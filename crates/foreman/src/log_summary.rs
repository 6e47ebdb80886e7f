//! `LogSummary`: a typed, one-pass parse of a worker's JSON-lines log
//! (§4.7.1 ADDED), replacing ad-hoc regex passes over the raw log text. The
//! worker CLI contract (§6) says every line is a JSON object with a `type`
//! field; we read it with `serde_json::Deserializer`'s streaming iterator
//! rather than `serde_json::from_str` per line, so a single malformed line
//! doesn't abort the whole read.

use std::fs;
use std::path::Path;

use serde_json::Value;
use thiserror::Error;

pub const WORKER_STARTED_SENTINEL: &str = "WORKER_STARTED";
pub const FULL_LOOP_COMPLETE_SENTINEL: &str = "FULL_LOOP_COMPLETE";
pub const TASK_COMPLETE_SENTINEL: &str = "TASK_COMPLETE";

#[derive(Debug, Error, Clone, Copy, PartialEq, Eq)]
pub enum LogPresenceError {
    #[error("task has no log_file recorded")]
    NoLogFileColumn,
    #[error("log_file is set but the file is missing on disk")]
    LogFileMissing,
    #[error("log file is empty")]
    LogEmpty,
    #[error("log present but missing the WORKER_STARTED sentinel")]
    WorkerNeverStarted,
}

/// A one-pass summary of a worker's JSON-lines log, used by every evaluator
/// tier instead of re-scanning the raw text.
#[derive(Debug, Clone, Default)]
pub struct LogSummary {
    pub worker_started: bool,
    pub exit_code: Option<i32>,
    pub final_text: Option<String>,
    pub full_loop_complete: bool,
    pub task_complete: bool,
    pub line_count: usize,
    pub tail_lines: Vec<String>,
}

impl LogSummary {
    /// The final `"type":"text"` entry's body — the *only* place PR URL
    /// extraction is allowed to look (§4.7 tier 1): full-log grep can pick
    /// up PR URLs from unrelated memory recalls or embedded git-log output.
    pub fn pr_url(&self) -> Option<String> {
        let text = self.final_text.as_deref()?;
        extract_url(text)
    }

    /// Case-insensitive substring search over the last `n` raw lines, the
    /// shape every heuristic tier in `evaluator.rs` uses.
    pub fn tail_contains_any(&self, n: usize, patterns: &[&str]) -> bool {
        let start = self.tail_lines.len().saturating_sub(n);
        let haystack = self.tail_lines[start..].join("\n").to_lowercase();
        patterns.iter().any(|p| haystack.contains(&p.to_lowercase()))
    }
}

fn extract_url(text: &str) -> Option<String> {
    let start = text.find("http://").or_else(|| text.find("https://"))?;
    let rest = &text[start..];
    let end = rest
        .find(|c: char| c.is_whitespace() || matches!(c, ')' | ']' | '"' | '\''))
        .unwrap_or(rest.len());
    Some(rest[..end].to_string())
}

/// Tier 0 (§4.7): confirm the log exists and is usable before any content
/// parsing is attempted, matching the distinct diagnostic codes the evaluator
/// needs to hand the self-healer.
pub fn check_presence(log_file: Option<&Path>) -> Result<(), LogPresenceError> {
    let Some(path) = log_file else {
        return Err(LogPresenceError::NoLogFileColumn);
    };
    if !path.exists() {
        return Err(LogPresenceError::LogFileMissing);
    }
    let content = fs::read_to_string(path).unwrap_or_default();
    if content.trim().is_empty() {
        return Err(LogPresenceError::LogEmpty);
    }
    if !content.contains(WORKER_STARTED_SENTINEL) {
        return Err(LogPresenceError::WorkerNeverStarted);
    }
    Ok(())
}

/// Stream-parse `path` into a `LogSummary`. Lines that fail to parse as JSON
/// are kept in `tail_lines` verbatim (the wrapper script's own `EXIT:<n>`
/// marker is plain text, not JSON) so heuristic tiers still see them.
pub fn parse(path: &Path, tail_window: usize) -> Result<LogSummary, LogPresenceError> {
    check_presence(Some(path))?;
    let content = fs::read_to_string(path).map_err(|_| LogPresenceError::LogFileMissing)?;

    let mut summary = LogSummary {
        worker_started: content.contains(WORKER_STARTED_SENTINEL),
        full_loop_complete: content.contains(FULL_LOOP_COMPLETE_SENTINEL),
        task_complete: content.contains(TASK_COMPLETE_SENTINEL),
        ..Default::default()
    };

    let mut all_lines = Vec::new();
    for line in content.lines() {
        all_lines.push(line.to_string());
        summary.line_count += 1;
        if let Ok(value) = serde_json::from_str::<Value>(line) {
            if value.get("type").and_then(Value::as_str) == Some("text") {
                if let Some(text) = value.get("text").and_then(Value::as_str) {
                    summary.final_text = Some(text.to_string());
                }
            }
        }
        if let Some(rest) = line.strip_prefix("EXIT:") {
            summary.exit_code = rest.trim().parse().ok();
        }
    }

    let start = all_lines.len().saturating_sub(tail_window);
    summary.tail_lines = all_lines[start..].to_vec();
    Ok(summary)
}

What is needed
Wherever the string "Some" shows up in the material, copy the line that holds it.

Solution to the exercise
    Some(rest[..end].to_string())
    let Some(path) = log_file else {
    check_presence(Some(path))?;
            if value.get("type").and_then(Value::as_str) == Some("text") {
                if let Some(text) = value.get("text").and_then(Value::as_str) {
                    summary.final_text = Some(text.to_string());
        if let Some(rest) = line.strip_prefix("EXIT:") {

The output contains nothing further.